◆ **Records for the task**:

//! Threshold alerting subsystem.
//!
//! # State Machine (per rule/metric key)
//! ```text
//! no-alert → active:   breach observed, sustained for rule.sustain_secs
//! active → active:     still breaching, no-op (idempotent)
//! active → no-alert:   breach cleared; alert resolved, kept in history
//! ```
//!
//! # Design Decisions
//! - Level-triggered: only the current metric value matters, never edges
//! - Unresolvable metric names skip the rule, never raise
//! - Transitions emit warning-level structured log lines; anything beyond
//!   that (paging, email) is a collaborator's job

pub mod engine;
pub mod rule;

pub use engine::{Alert, AlertEngine, AlertStatus};
pub use rule::{AlertOperator, AlertRule, Severity};
//! Startup and shutdown coordination.
//!
//! The monitor owns one long-running task (the alert evaluation loop) and,
//! optionally, the operator HTTP server. Both subscribe to the same
//! broadcast channel and exit when it fires, which gives the process a
//! defined teardown instead of tasks dying with the runtime.

use tokio::sync::broadcast;

/// Coordinator for graceful shutdown of the monitor's background tasks.
pub struct Shutdown {
    tx: broadcast::Sender<()>,
}

impl Shutdown {
    pub fn new() -> Self {
        let (tx, _) = broadcast::channel(1);
        Self { tx }
    }

    /// Subscribe to the shutdown signal.
    pub fn subscribe(&self) -> broadcast::Receiver<()> {
        self.tx.subscribe()
    }

    /// Trigger the shutdown signal. Safe to call more than once.
    pub fn trigger(&self) {
        let _ = self.tx.send(());
    }

    /// Number of tasks still subscribed.
    pub fn receiver_count(&self) -> usize {
        self.tx.receiver_count()
    }
}

impl Default for Shutdown {
    fn default() -> Self {
        Self::new()
    }
}

/// Block until Ctrl+C, then trigger shutdown.
pub async fn shutdown_on_ctrl_c(shutdown: &Shutdown) {
    if tokio::signal::ctrl_c().await.is_err() {
        tracing::error!("Failed to install Ctrl+C handler, shutting down immediately");
    }
    tracing::info!("Shutdown signal received");
    shutdown.trigger();
}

◆ **Your instructions**:
All lines from the one containing "to install Ctrl+C" through the final line of the listing above are to be reproduced exactly; include both and add nothing.

◆ **Expected answer**:
        tracing::error!("Failed to install Ctrl+C handler, shutting down immediately");
    }
    tracing::info!("Shutdown signal received");
    shutdown.trigger();
}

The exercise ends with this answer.